Gegen die Bayern war genau dieser der Schlüssel. Aus einer Druckphase der Münchner wurde eine Drangperiode der Spanier, weil Zidane umstellte.

In der ersten Halbzeit liess der Real-Coach mit einer Sechserkette im Mittelfeld spielen. Einzig die Verteidiger Sergio Ramos und Nacho sicherten ab.

Dieses Muster hatte auch nach dem Wechsel bestand. Doch Zidane beorderte Ronaldo, der davor eine hängende Spitze war, ganz nach vorne neben Karim Benzema. Im Mittelfeld tauschte er Flügelspieler Gareth Bale gegen Asensio.

Real gab die Aussen fortan auf, kam dafür umso kompakter über die Mitte. Der Plan ging auf. Ancelotti hatte keine Antwort darauf.

Cristiano Ronaldo nicht zu halten

Das galt auch für die Bayern-Defensive gegen Ronaldo. Boateng waren mangelnde Spielpraxis und Spritzigkeit anzumerken. Und David Alaba konnte Martinez in der Abwehrmitte nicht gleichwertig ersetzen. Fatal, schliesslich trumpfte CR7 ganz gross auf.

Noch in der ersten Halbzeit war Ronaldo neben Müller der Spieler mit den wenigsten Ballkontakten (12). Mit dem 1:1 beendete der Portugiese eine Durststrecke von 659 Minuten ohne Tor in der Königsklasse.

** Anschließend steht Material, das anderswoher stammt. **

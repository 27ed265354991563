//! Aggregate statistics snapshot.
//!
//! The snapshot is configuration, not a view over the live prediction
//! collection: it is fixed at startup (compiled-in sample or the `[stats]`
//! table of `config.toml`) and never written afterwards.

use rust_decimal::Decimal;
use rust_decimal_macros::dec;
use serde::{Deserialize, Serialize};
use std::collections::BTreeMap;

use crate::types::normalize_sport;

/// Per-sport figures.
#[derive(Debug, Clone, PartialEq, Serialize, Deserialize)]
pub struct SportStats {
    pub predictions: u64,
    /// Hit rate, percent.
    pub accuracy: Decimal,
    /// Return on stake, percent.
    pub profit: Decimal,
}

/// Global figures returned by `GET /api/stats`.
#[derive(Debug, Clone, PartialEq, Serialize, Deserialize)]
pub struct StatsSnapshot {
    pub total_predictions: u64,
    /// Overall success rate, percent.
    pub success_rate: Decimal,
    pub active_bettors: u64,
    pub monthly_wins: u64,
    pub sports_stats: BTreeMap<String, SportStats>,
}

impl StatsSnapshot {
    /// The demo figures the service ships with.
    pub fn sample() -> Self {
        let sports_stats = [
            ("baseball", 312, dec!(82.1), dec!(15.4)),
            ("football", 428, dec!(76.3), dec!(12.8)),
            ("hockey", 285, dec!(79.8), dec!(18.2)),
            ("esports", 222, dec!(74.9), dec!(9.6)),
        ]
        .into_iter()
        .map(|(sport, predictions, accuracy, profit)| {
            (sport.to_string(), SportStats { predictions, accuracy, profit })
        })
        .collect();

        StatsSnapshot {
            total_predictions: 1247,
            success_rate: dec!(78.5),
            active_bettors: 5892,
            monthly_wins: 342,
            sports_stats,
        }
    }

    /// Look up a sport's figures, ignoring case (Unicode-aware).
    pub fn sport(&self, name: &str) -> Option<&SportStats> {
        let name = normalize_sport(name);
        self.sports_stats
            .iter()
            .find(|(key, _)| normalize_sport(key) == name)
            .map(|(_, stats)| stats)
    }
}

// ---------------------------------------------------------------------------
// Tests
// ---------------------------------------------------------------------------
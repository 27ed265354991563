//! Configuration loading from TOML.
//!
//! Reads `config.toml` (or the file named by `PROGNOSIS_CONFIG`) and
//! deserializes into strongly-typed structs. Every section is optional and
//! falls back to the defaults below.

use anyhow::{Context, Result};
use serde::Deserialize;
use std::fs;
use std::net::SocketAddr;

use crate::stats::StatsSnapshot;

/// Env var naming an alternative config file.
pub const CONFIG_PATH_ENV: &str = "PROGNOSIS_CONFIG";
pub const DEFAULT_CONFIG_PATH: &str = "config.toml";

/// Top-level application configuration.
#[derive(Debug, Deserialize, Clone, Default)]
pub struct AppConfig {
    #[serde(default)]
    pub server: ServerConfig,
    #[serde(default)]
    pub api: ApiConfig,
    #[serde(default)]
    pub cors: CorsConfig,
    /// Replaces the compiled-in statistics snapshot when present.
    #[serde(default)]
    pub stats: Option<StatsSnapshot>,
}

#[derive(Debug, Deserialize, Clone)]
pub struct ServerConfig {
    pub host: String,
    pub port: u16,
}

impl Default for ServerConfig {
    fn default() -> Self {
        Self {
            host: "0.0.0.0".into(),
            port: 8001,
        }
    }
}

#[derive(Debug, Deserialize, Clone)]
pub struct ApiConfig {
    /// Page size for `GET /api/predictions` when `limit` is omitted.
    pub default_limit: usize,
}

impl Default for ApiConfig {
    fn default() -> Self {
        Self { default_limit: 10 }
    }
}

#[derive(Debug, Deserialize, Clone)]
pub struct CorsConfig {
    /// `"*"` allows any origin.
    pub allow_origins: Vec<String>,
}

impl Default for CorsConfig {
    fn default() -> Self {
        Self {
            allow_origins: vec!["*".into()],
        }
    }
}

impl AppConfig {
    /// Load configuration from a TOML file.
    pub fn load(path: &str) -> Result<Self> {
        let contents = fs::read_to_string(path)
            .with_context(|| format!("Failed to read config file: {path}"))?;
        Self::parse(&contents).with_context(|| format!("Failed to parse config file: {path}"))
    }

    pub fn parse(contents: &str) -> Result<Self> {
        let config: AppConfig = toml::from_str(contents)?;
        Ok(config)
    }

    /// Path from `PROGNOSIS_CONFIG`, else `config.toml`.
    pub fn default_path() -> String {
        std::env::var(CONFIG_PATH_ENV).unwrap_or_else(|_| DEFAULT_CONFIG_PATH.to_string())
    }

    /// The snapshot to serve: configured one, else the sample.
    pub fn stats_snapshot(&self) -> StatsSnapshot {
        self.stats.clone().unwrap_or_else(StatsSnapshot::sample)
    }

    pub fn bind_addr(&self) -> Result<SocketAddr> {
        let addr = format!("{}:{}", self.server.host, self.server.port);
        addr.parse()
            .with_context(|| format!("Invalid server address: {addr}"))
    }
}
//! Catalog product records.

use chrono::{DateTime, Utc};
use serde::{Deserialize, Serialize};

use crate::types::{Price, ProductId};

/// A product as stored in the catalog.
#[derive(Debug, Clone, PartialEq, Serialize, Deserialize)]
pub struct Product {
    pub id: ProductId,
    pub title: String,
    /// Free-form description shown on the detail page; may be absent.
    pub description: Option<String>,
    pub price: Price,
    /// Path or URL of the product image. Listings fall back to a
    /// placeholder when this is `None`.
    pub image: Option<String>,
    pub created_at: DateTime<Utc>,
}

/// Fields required to create a product; the id and creation timestamp
/// are assigned by the store.
#[derive(Debug, Clone, PartialEq, Serialize, Deserialize)]
pub struct NewProduct {
    pub title: String,
    pub description: Option<String>,
    pub price: Price,
    pub image: Option<String>,
}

Danach liess der 31-Jährige mit seinem zweiten Treffer sein insgesamt 100. Europapokal-Tor folgen. Kein Spieler hat in der Champions League häufiger gegen den FC Bayern getroffen - sechs Mal.

Thomas Müller ersetzt Robert Lewandowski nicht

Müller ist von solchen Erfolgen weit entfernt. "Es ist nicht seine Saison", sagte Kahn. Mehr noch: Die Bayern müssen sich eingestehen, dass sie in Robert Lewandowski nur einen Goalgetter haben.

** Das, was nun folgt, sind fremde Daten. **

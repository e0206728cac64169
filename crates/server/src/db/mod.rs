//! Database operations for the minimart `SQLite` storage.
//!
//! # Tables
//!
//! - `product` - The catalog (the only persisted state; carts live in the
//!   session store, never in the database)
//!
//! # Migrations
//!
//! Migrations are embedded from `crates/server/migrations/` at compile time
//! and applied by [`bootstrap`] during startup, before the listener binds.

pub mod products;

use std::str::FromStr;
use std::time::Duration;

use secrecy::ExposeSecret;
use sqlx::SqlitePool;
use sqlx::sqlite::{SqliteConnectOptions, SqlitePoolOptions};
use thiserror::Error;

pub use products::ProductRepository;

/// Errors that can occur during repository operations.
#[derive(Debug, Error)]
pub enum RepositoryError {
    /// Database error from sqlx.
    #[error("database error: {0}")]
    Database(#[from] sqlx::Error),

    /// Data in the database is corrupted or invalid.
    #[error("data corruption: {0}")]
    DataCorruption(String),
}

/// Create a `SQLite` connection pool with sensible defaults.
///
/// The database file is created if it does not exist yet.
///
/// # Errors
///
/// Returns `sqlx::Error` if the connection string is invalid or the
/// database cannot be opened.
pub async fn create_pool(database_url: &secrecy::SecretString) -> Result<SqlitePool, sqlx::Error> {
    let options = SqliteConnectOptions::from_str(database_url.expose_secret())?
        .create_if_missing(true)
        .foreign_keys(true);

    SqlitePoolOptions::new()
        .max_connections(5)
        .acquire_timeout(Duration::from_secs(10))
        .connect_with(options)
        .await
}

/// Apply embedded migrations.
///
/// Runs exactly once during startup; sqlx tracks applied migrations in the
/// database, so restarting an already-migrated database is a no-op.
///
/// # Errors
///
/// Returns `MigrateError` if a migration fails to apply.
pub async fn bootstrap(pool: &SqlitePool) -> Result<(), sqlx::migrate::MigrateError> {
    sqlx::migrate!().run(pool).await
}
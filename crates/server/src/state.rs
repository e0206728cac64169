//! Application state shared across handlers.

use std::sync::Arc;

use sqlx::SqlitePool;

use crate::config::ServerConfig;

/// Application state shared across all handlers.
///
/// This struct is cheaply cloneable via `Arc` and provides access to
/// shared resources like the database pool and configuration.
#[derive(Clone)]
pub struct AppState {
    inner: Arc<AppStateInner>,
}

struct AppStateInner {
    config: ServerConfig,
    pool: SqlitePool,
}

impl AppState {
    /// Create a new application state.
    #[must_use]
    pub fn new(config: ServerConfig, pool: SqlitePool) -> Self {
        Self {
            inner: Arc::new(AppStateInner { config, pool }),
        }
    }

    /// Get a reference to the server configuration.
    #[must_use]
    pub fn config(&self) -> &ServerConfig {
        &self.inner.config
    }

    /// Get a reference to the database connection pool.
    #[must_use]
    pub fn pool(&self) -> &SqlitePool {
        &self.inner.pool
    }
}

Der Pole hat in dieser Spielzeit bereits 38 Pflichtspieltore erzielt, bei Müller sind es nur acht.

Der Nationalspieler konnte die Bälle weder festmachen, noch durch Laufwege Anspieloptionen schaffen. Weil er wieder viel für die Kollegen arbeitete, war das Zentrum oft nicht besetzt.

Den Bayern bleibt vor dem Rückspiel am Dienstag im Estadio Santiago Bernabéu nur die Hoffnung. Auch darauf, dass Lewandowski trotz Schulterblessur wieder spielen kann.